## The problem
Go through the listing beneath and show each line containing the string "const".

## Input material
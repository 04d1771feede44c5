//! NES controller input handling.
//!
//! Implements the standard NES controller shift register protocol:
//! write $01 to $4016 to latch current state; then read $4016 (port 1) or $4017 (port 2)
//! repeatedly to get one bit per read (A, B, Select, Start, Up, Down, Left, Right).

pub const BUTTON_A: u8 = 0x01;
pub const BUTTON_B: u8 = 0x02;
pub const BUTTON_SELECT: u8 = 0x04;
pub const BUTTON_START: u8 = 0x08;
pub const BUTTON_UP: u8 = 0x10;
pub const BUTTON_DOWN: u8 = 0x20;
pub const BUTTON_LEFT: u8 = 0x40;
pub const BUTTON_RIGHT: u8 = 0x80;

/// Represents a single NES controller.
#[derive(Debug, Default, Clone, Copy)]
pub struct Controller {
    /// Current button states: bit 0 = A, 1 = B, 2 = Select, 3 = Start, 4 = Up, 5 = Down, 6 = Left, 7 = Right.
    pub state: u8,
    /// Shift register: latched from `state` on write; shifted out LSB-first on read.
    pub shift: u8,
}

impl Controller {
    /// Create a new controller with no buttons pressed.
    pub fn new() -> Self {
        Self::default()
    }

    /// Read one button state. Returns LSB of shift register OR'd with open bus ($40).
    /// Each read advances the shift; once all eight bits are out, reads return 1 like official pads.
    pub fn read(&mut self) -> u8 {
        let bit = self.shift & 1;
        self.shift = (self.shift >> 1) | 0x80;
        bit | 0x40
    }

    /// Write to $4016. When bit 0 is 1, latch current button state into the shift register.
    pub fn write(&mut self, data: u8) {
        if data & 1 != 0 {
            self.shift = self.state;
        }
    }
}

#[cfg(test)]
mod tests {
    use super::*;

    #[test]
    fn shifts_out_latched_buttons_in_order() {
        let mut pad = Controller::new();
        pad.state = BUTTON_A | BUTTON_START | BUTTON_RIGHT;
        pad.write(1);

        let bits: Vec<u8> = (0..8).map(|_| pad.read() & 1).collect();
        assert_eq!(bits, [1, 0, 0, 1, 0, 0, 0, 1]);
        assert_eq!(pad.read() & 1, 1);
    }

    #[test]
    fn state_change_after_latch_is_not_visible() {
        let mut pad = Controller::new();
        pad.write(1);
        pad.state = BUTTON_A;
        assert_eq!(pad.read() & 1, 0);
    }
}
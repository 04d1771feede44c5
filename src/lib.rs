//! famicore: an NES (Nintendo Entertainment System) emulator core.
//!
//! Implements the NES chipset as documented on the
//! [NESdev Wiki](https://www.nesdev.org/wiki/NES_reference_guide): Ricoh 2A03 (CPU+APU),
//! 2C02 PPU, cartridge mappers, OAM DMA, and controller I/O. [`Nes`] owns every component and
//! steps them from one master clock; a frontend only supplies buttons and drains frames and audio.
//!
//! ## Modules (NESdev references)
//!
//! - **apu** – [APU](https://www.nesdev.org/wiki/APU): pulse×2, triangle, noise, DMC, frame
//!   sequencer, [APU Mixer](https://www.nesdev.org/wiki/APU_Mixer)
//! - **bus** – [CPU memory map](https://www.nesdev.org/wiki/CPU_memory_map): cartridge, RAM, PPU,
//!   APU, controllers; [OAM DMA](https://www.nesdev.org/wiki/PPU_registers#OAMDMA)
//! - **cartridge** – [iNES](https://www.nesdev.org/wiki/INES) loading; [Mapper](https://www.nesdev.org/wiki/Mapper)
//!   NROM (0), MMC1 (1), UxROM (2), MMC3 (4)
//! - **controller** – [Controller reading](https://www.nesdev.org/wiki/Controller_reading): $4016 latch, shift-out
//! - **cpu** – [6502](https://www.nesdev.org/wiki/CPU) / 2A03: official + stable undocumented opcodes, [NMI](https://www.nesdev.org/wiki/NMI)
//! - **nes** – master clock: 3 PPU dots per CPU cycle, interrupt delivery, frame pacing
//! - **ppu** – [PPU](https://www.nesdev.org/wiki/PPU), [PPU registers](https://www.nesdev.org/wiki/PPU_registers), OAM, nametables, 256×240

pub mod apu;
pub mod bus;
pub mod cartridge;
pub mod config;
pub mod controller;
pub mod cpu;
pub mod error;
pub mod nes;
pub mod ppu;

pub use apu::apu::AudioSink;
pub use cartridge::cartridge::Cartridge;
pub use config::Config;
pub use error::{Error, Result};
pub use nes::Nes;
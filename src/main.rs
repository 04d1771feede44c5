//! NES emulator entry point.
//!
//! Loads a cartridge and runs it in a window with keyboard input and audio.
//! Usage: famicore [OPTIONS] <ROM>

use std::path::PathBuf;
use std::thread;
use std::time::Duration;

use ansi_term::Colour::Red;
use anyhow::{Context, anyhow};
use clap::Parser;
use famicore::{
    AudioSink, Cartridge, Config, Nes,
    controller::{
        BUTTON_A, BUTTON_B, BUTTON_DOWN, BUTTON_LEFT, BUTTON_RIGHT, BUTTON_SELECT, BUTTON_START,
        BUTTON_UP,
    },
    ppu::{
        palette::rgba_to_rgb,
        ppu::{HEIGHT, WIDTH},
    },
};
use minifb::{Key, Scale, Window, WindowOptions};
use rodio::{OutputStream, Sink, buffer::SamplesBuffer};
use tracing::{Level, info};

/// Blocks queued in the audio device before the emulator waits for it to drain.
const MAX_QUEUED_BLOCKS: usize = 2;

/// Keyboard layout for controller 1.
const KEYMAP: [(Key, u8); 8] = [
    (Key::X, BUTTON_A),
    (Key::Z, BUTTON_B),
    (Key::RightShift, BUTTON_SELECT),
    (Key::Enter, BUTTON_START),
    (Key::Up, BUTTON_UP),
    (Key::Down, BUTTON_DOWN),
    (Key::Left, BUTTON_LEFT),
    (Key::Right, BUTTON_RIGHT),
];

/// NES emulator
#[derive(Parser, Debug)]
#[command(name = "famicore", version, about)]
struct Args {
    /// Path to the iNES ROM file
    rom: PathBuf,

    /// Window scale (1, 2, 4 or 8)
    #[arg(short, long, default_value_t = 2)]
    scale: u8,

    /// Run without audio; frames are paced by the window instead
    #[arg(short, long)]
    mute: bool,

    /// Log every CPU instruction in nestest format
    #[arg(long)]
    trace: bool,

    /// Increase log verbosity (-v info, -vv debug)
    #[arg(short, long, action = clap::ArgAction::Count)]
    verbose: u8,
}

/// Audio sink that hands blocks to rodio and waits while the device is behind.
struct Speaker {
    sink: Sink,
    sample_rate: u32,
    _stream: OutputStream,
}

impl Speaker {
    fn new(sample_rate: u32) -> anyhow::Result<Self> {
        let (stream, handle) =
            OutputStream::try_default().context("failed to open audio output")?;
        let sink = Sink::try_new(&handle).context("failed to create audio sink")?;
        Ok(Self {
            sink,
            sample_rate,
            _stream: stream,
        })
    }
}

impl AudioSink for Speaker {
    fn queue(&mut self, samples: &[f32]) {
        while self.sink.len() > MAX_QUEUED_BLOCKS {
            thread::sleep(Duration::from_millis(1));
        }
        self.sink
            .append(SamplesBuffer::new(1, self.sample_rate, samples.to_vec()));
    }
}

fn main() {
    let args = Args::parse();
    init_logging(&args);

    if let Err(err) = run(&args) {
        eprintln!("{}: {err:#}", Red.bold().paint("ERROR"));
        std::process::exit(1);
    }
}

fn init_logging(args: &Args) {
    let level = match (args.trace, args.verbose) {
        (true, _) => Level::TRACE,
        (false, 0) => Level::WARN,
        (false, 1) => Level::INFO,
        (false, _) => Level::DEBUG,
    };
    tracing_subscriber::fmt()
        .with_max_level(level)
        .with_writer(std::io::stderr)
        .with_target(false)
        .init();
}

fn run(args: &Args) -> anyhow::Result<()> {
    let cart = Cartridge::load(&args.rom)
        .with_context(|| format!("failed to load {}", args.rom.display()))?;
    let config = Config::default();
    let mut nes = Nes::with_config(cart, config);

    let scale = match args.scale {
        1 => Scale::X1,
        2 => Scale::X2,
        4 => Scale::X4,
        8 => Scale::X8,
        _ => Scale::FitScreen,
    };
    let mut window = Window::new(
        "famicore",
        WIDTH,
        HEIGHT,
        WindowOptions {
            resize: true,
            scale,
            scale_mode: minifb::ScaleMode::AspectRatioStretch,
            ..WindowOptions::default()
        },
    )
    .map_err(|err| anyhow!("failed to create window: {err}"))?;

    let mut speaker = if args.mute {
        None
    } else {
        Some(Speaker::new(config.sample_rate)?)
    };
    if speaker.is_none() {
        window.set_target_fps(60);
    }
    info!(rom = %args.rom.display(), audio = speaker.is_some(), "running");

    let mut pixels = vec![0u32; WIDTH * HEIGHT];
    while window.is_open() && !window.is_key_down(Key::Escape) {
        let buttons = KEYMAP
            .iter()
            .filter(|(key, _)| window.is_key_down(*key))
            .fold(0, |state, (_, button)| state | button);
        nes.set_buttons(0, buttons);
        if window.is_key_down(Key::R) {
            nes.reset();
        }

        match speaker.as_mut() {
            Some(speaker) => nes.run_frame(speaker)?,
            None => nes.run_frame(&mut ())?,
        }

        for (out, &color) in pixels.iter_mut().zip(nes.frame()) {
            *out = rgba_to_rgb(color);
        }
        window
            .update_with_buffer(&pixels, WIDTH, HEIGHT)
            .map_err(|err| anyhow!("failed to update window: {err}"))?;
    }
    Ok(())
}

## Solution to this problem
pub const BUTTON_A: u8 = 0x01;
pub const BUTTON_B: u8 = 0x02;
pub const BUTTON_SELECT: u8 = 0x04;
pub const BUTTON_START: u8 = 0x08;
pub const BUTTON_UP: u8 = 0x10;
pub const BUTTON_DOWN: u8 = 0x20;
pub const BUTTON_LEFT: u8 = 0x40;
pub const BUTTON_RIGHT: u8 = 0x80;
const MAX_QUEUED_BLOCKS: usize = 2;
const KEYMAP: [(Key, u8); 8] = [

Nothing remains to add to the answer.